::: THE DATA :::

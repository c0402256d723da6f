//! The blocklist: links that are known broken or unsupported.
//!
//! Uniqueness is on the download link when one is present, else on the web
//! link; adding a known link again is a no-op that returns the original
//! entry.

use sqlx::Row;
use sqlx::sqlite::SqliteRow;
use tracing::{info, instrument};

use crate::db::Database;
use crate::source::DownloadSource;

/// Why a link was blocklisted.
#[derive(Debug, Clone, Copy, PartialEq, Eq)]
pub enum BlocklistReason {
    LinkBroken,
    SourceNotSupported,
    NoWorkingLinks,
    AddedByUser,
}

impl BlocklistReason {
    /// Stable numeric ID used in the database.
    #[must_use]
    pub fn id(self) -> i64 {
        match self {
            Self::LinkBroken => 1,
            Self::SourceNotSupported => 2,
            Self::NoWorkingLinks => 3,
            Self::AddedByUser => 4,
        }
    }

    /// Parses the stable numeric ID.
    #[must_use]
    pub fn from_id(id: i64) -> Option<Self> {
        match id {
            1 => Some(Self::LinkBroken),
            2 => Some(Self::SourceNotSupported),
            3 => Some(Self::NoWorkingLinks),
            4 => Some(Self::AddedByUser),
            _ => None,
        }
    }

    /// Human-readable description.
    #[must_use]
    pub fn description(self) -> &'static str {
        match self {
            Self::LinkBroken => "Link broken",
            Self::SourceNotSupported => "Source not supported",
            Self::NoWorkingLinks => "No supported or working links",
            Self::AddedByUser => "Added by user",
        }
    }
}

/// One blocklisted link.
#[derive(Debug, Clone, PartialEq)]
pub struct BlocklistEntry {
    pub id: i64,
    pub volume_id: Option<i64>,
    pub issue_id: Option<i64>,
    pub web_link: Option<String>,
    pub web_title: Option<String>,
    pub web_sub_title: Option<String>,
    pub download_link: Option<String>,
    pub source: Option<DownloadSource>,
    pub reason: BlocklistReason,
    pub added_at: i64,
}

impl sqlx::FromRow<'_, SqliteRow> for BlocklistEntry {
    fn from_row(row: &SqliteRow) -> Result<Self, sqlx::Error> {
        Ok(Self {
            id: row.try_get("id")?,
            volume_id: row.try_get("volume_id")?,
            issue_id: row.try_get("issue_id")?,
            web_link: row.try_get("web_link")?,
            web_title: row.try_get("web_title")?,
            web_sub_title: row.try_get("web_sub_title")?,
            download_link: row.try_get("download_link")?,
            source: row
                .try_get::<Option<String>, _>("source")?
                .as_deref()
                .and_then(DownloadSource::from_str_opt),
            reason: BlocklistReason::from_id(row.try_get("reason")?)
                .unwrap_or(BlocklistReason::AddedByUser),
            added_at: row.try_get("added_at")?,
        })
    }
}

/// Fields for a new blocklist entry.
#[derive(Debug, Clone, Default)]
pub struct NewBlocklistEntry {
    pub volume_id: Option<i64>,
    pub issue_id: Option<i64>,
    pub web_link: Option<String>,
    pub web_title: Option<String>,
    pub web_sub_title: Option<String>,
    pub download_link: Option<String>,
    pub source: Option<DownloadSource>,
}

/// Store for blocklist entries.
#[derive(Debug, Clone)]
pub struct Blocklist {
    db: Database,
}

impl Blocklist {
    /// Creates a new store over the given database.
    #[must_use]
    pub fn new(db: Database) -> Self {
        Self { db }
    }

    /// Adds an entry, returning the existing one when the link is already
    /// blocklisted.
    ///
    /// # Errors
    ///
    /// Returns `sqlx::Error` if a query fails.
    #[instrument(skip(self, entry), fields(link = entry.download_link.as_deref().or(entry.web_link.as_deref()).unwrap_or("")))]
    pub async fn add(
        &self,
        entry: NewBlocklistEntry,
        reason: BlocklistReason,
    ) -> Result<BlocklistEntry, sqlx::Error> {
        let identity = entry
            .download_link
            .as_deref()
            .or(entry.web_link.as_deref())
            .unwrap_or_default()
            .to_string();
        if let Some(existing) = self.find_by_link(&identity).await? {
            return Ok(existing);
        }

        info!(reason = reason.description(), "adding link to blocklist");
        let id: i64 = sqlx::query(
            r"INSERT INTO blocklist (
                volume_id, issue_id, web_link, web_title, web_sub_title,
                download_link, source, reason, added_at
              )
              VALUES (?, ?, ?, ?, ?, ?, ?, ?, ?)
              RETURNING id",
        )
        .bind(entry.volume_id)
        .bind(entry.issue_id)
        .bind(&entry.web_link)
        .bind(&entry.web_title)
        .bind(&entry.web_sub_title)
        .bind(&entry.download_link)
        .bind(entry.source.map(DownloadSource::as_str))
        .bind(reason.id())
        .bind(Database::now())
        .fetch_one(self.db.pool())
        .await?
        .get("id");

        self.get(id).await.map(|e| {
            e.unwrap_or(BlocklistEntry {
                id,
                volume_id: entry.volume_id,
                issue_id: entry.issue_id,
                web_link: entry.web_link,
                web_title: entry.web_title,
                web_sub_title: entry.web_sub_title,
                download_link: entry.download_link,
                source: entry.source,
                reason,
                added_at: Database::now(),
            })
        })
    }

    /// Looks up an entry by download link or web link.
    ///
    /// # Errors
    ///
    /// Returns `sqlx::Error` if the query fails.
    #[instrument(skip(self), fields(link = %link))]
    pub async fn find_by_link(&self, link: &str) -> Result<Option<BlocklistEntry>, sqlx::Error> {
        sqlx::query_as::<_, BlocklistEntry>(
            r"SELECT * FROM blocklist
              WHERE download_link = ?
                 OR (download_link IS NULL AND web_link = ?)",
        )
        .bind(link)
        .bind(link)
        .fetch_optional(self.db.pool())
        .await
    }

    /// Whether the link is blocklisted.
    ///
    /// # Errors
    ///
    /// Returns `sqlx::Error` if the query fails.
    pub async fn contains(&self, link: &str) -> Result<bool, sqlx::Error> {
        Ok(self.find_by_link(link).await?.is_some())
    }

    /// Gets an entry by ID.
    ///
    /// # Errors
    ///
    /// Returns `sqlx::Error` if the query fails.
    #[instrument(skip(self))]
    pub async fn get(&self, id: i64) -> Result<Option<BlocklistEntry>, sqlx::Error> {
        sqlx::query_as::<_, BlocklistEntry>(r"SELECT * FROM blocklist WHERE id = ?")
            .bind(id)
            .fetch_optional(self.db.pool())
            .await
    }

    /// Lists entries, newest first, paged.
    ///
    /// # Errors
    ///
    /// Returns `sqlx::Error` if the query fails.
    #[instrument(skip(self))]
    pub async fn list(&self, offset: i64, limit: i64) -> Result<Vec<BlocklistEntry>, sqlx::Error> {
        sqlx::query_as::<_, BlocklistEntry>(
            r"SELECT * FROM blocklist ORDER BY id DESC LIMIT ? OFFSET ?",
        )
        .bind(limit)
        .bind(offset)
        .fetch_all(self.db.pool())
        .await
    }

    /// Deletes one entry.
    ///
    /// # Errors
    ///
    /// Returns `sqlx::Error` if the delete fails.
    #[instrument(skip(self))]
    pub async fn delete(&self, id: i64) -> Result<(), sqlx::Error> {
        sqlx::query(r"DELETE FROM blocklist WHERE id = ?")
            .bind(id)
            .execute(self.db.pool())
            .await?;
        Ok(())
    }

    /// Empties the blocklist.
    ///
    /// # Errors
    ///
    /// Returns `sqlx::Error` if the delete fails.
    #[instrument(skip(self))]
    pub async fn clear(&self) -> Result<(), sqlx::Error> {
        sqlx::query(r"DELETE FROM blocklist")
            .execute(self.db.pool())
            .await?;
        Ok(())
    }
}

:::

### YOUR TASK:
Please copy out each line in the entries that mentions the string "LinkBroken".

### EXERCISE RESULT:
    LinkBroken,
            Self::LinkBroken => 1,
            1 => Some(Self::LinkBroken),
            Self::LinkBroken => "Link broken",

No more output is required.